[TASK REQUIREMENTS]: Every line in the data below that has the word "Returns" should be returned.

★ ★ ★ ★ ★ ★ ★

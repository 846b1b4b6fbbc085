//! Defines the capability interface for one swerve module's hardware.
//!
//! A swerve module consists of a steering motor with a relative encoder, a
//! drive motor with a relative encoder and an absolute angle sensor used for
//! calibration only. The [ModulePort] trait exposes exactly those
//! capabilities, implemented once per motor controller vendor. The module
//! controller depends only on this trait, never on a concrete hardware
//! binding, which keeps the control logic free of vendor specific wrapper
//! code.
//!
//! All reads and writes are synchronous and are expected to complete well
//! within the control period. The closed position and velocity loops run in
//! the motor controller firmware, the port only carries their setpoints,
//! gains and current bounds.

use crate::{
    config::{CurrentLimits, PidGains},
    Error,
};

/// Defines the interface for the hardware of a single swerve module.
pub trait ModulePort {
    /// Returns the angle reported by the absolute angle sensor, in radians.
    ///
    /// The absolute sensor survives power loss, so this reading is used once
    /// at startup to recover the true mechanical angle without a homing
    /// motion. It is not used for tracking.
    ///
    /// ## Errors
    ///
    /// * [Error::SensorReadFailure] - Returned when the sensor cannot be
    ///   read.
    fn absolute_angle_in_radians(&self) -> Result<f64, Error>;

    /// Applies the control loop gains and current bounds to the module
    /// hardware. Called once during construction of the module controller.
    ///
    /// ## Parameters
    ///
    /// * 'steer_gains' - The gains for the steering position loop.
    /// * 'drive_gains' - The gains for the drive velocity loop.
    /// * 'current_limits' - The continuous current bounds for both motors.
    ///
    /// ## Errors
    ///
    /// * [Error::ActuatorWriteFailure] - Returned when the configuration
    ///   cannot be written to the hardware.
    fn configure(
        &mut self,
        steer_gains: &PidGains,
        drive_gains: &PidGains,
        current_limits: &CurrentLimits,
    ) -> Result<(), Error>;

    /// Returns the accumulated drive distance in meters, relative to the
    /// arbitrary zero set when the hardware was initialized.
    ///
    /// ## Errors
    ///
    /// * [Error::SensorReadFailure] - Returned when the encoder cannot be
    ///   read.
    fn drive_distance_in_meters(&self) -> Result<f64, Error>;

    /// Returns the measured drive velocity in meters per second.
    ///
    /// ## Errors
    ///
    /// * [Error::SensorReadFailure] - Returned when the encoder cannot be
    ///   read.
    fn drive_velocity_in_meters_per_second(&self) -> Result<f64, Error>;

    /// Commands zero steering effort, leaving the wheel free to hold its
    /// current direction.
    ///
    /// ## Errors
    ///
    /// * [Error::ActuatorWriteFailure] - Returned when the command cannot be
    ///   written.
    fn hold_steer(&mut self) -> Result<(), Error>;

    /// Seeds the relative steering encoder with a known mechanical angle.
    ///
    /// ## Parameters
    ///
    /// * 'angle_in_radians' - The true mechanical angle of the wheel.
    ///
    /// ## Errors
    ///
    /// * [Error::ActuatorWriteFailure] - Returned when the encoder cannot be
    ///   written.
    fn seed_steer_angle(&mut self, angle_in_radians: f64) -> Result<(), Error>;

    /// Commands the drive motor with a direct output fraction in `[-1, 1]`.
    /// Used for open-loop control.
    ///
    /// ## Parameters
    ///
    /// * 'fraction' - The fraction of the full output to apply.
    ///
    /// ## Errors
    ///
    /// * [Error::ActuatorWriteFailure] - Returned when the command cannot be
    ///   written.
    fn set_drive_duty_cycle(&mut self, fraction: f64) -> Result<(), Error>;

    /// Commands the closed-loop drive velocity controller with a new
    /// setpoint.
    ///
    /// ## Parameters
    ///
    /// * 'velocity_in_meters_per_second' - The wheel velocity setpoint.
    ///
    /// ## Errors
    ///
    /// * [Error::ActuatorWriteFailure] - Returned when the setpoint cannot be
    ///   written.
    fn set_drive_velocity(&mut self, velocity_in_meters_per_second: f64) -> Result<(), Error>;

    /// Commands the closed-loop steering position controller with a new
    /// setpoint. The setpoint is a continuous angle, it is not wrapped to a
    /// single turn.
    ///
    /// ## Parameters
    ///
    /// * 'angle_in_radians' - The continuous steering angle setpoint.
    ///
    /// ## Errors
    ///
    /// * [Error::ActuatorWriteFailure] - Returned when the setpoint cannot be
    ///   written.
    fn set_steer_setpoint(&mut self, angle_in_radians: f64) -> Result<(), Error>;

    /// Returns the continuous steering angle from the relative encoder, in
    /// radians.
    ///
    /// ## Errors
    ///
    /// * [Error::SensorReadFailure] - Returned when the encoder cannot be
    ///   read.
    fn steer_angle_in_radians(&self) -> Result<f64, Error>;
}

★ ★ ★ ★ ★ ★ ★

[RESULT BELOW]:
    /// Returns the angle reported by the absolute angle sensor, in radians.
    /// Returns the accumulated drive distance in meters, relative to the
    /// Returns the measured drive velocity in meters per second.
    /// Returns the continuous steering angle from the relative encoder, in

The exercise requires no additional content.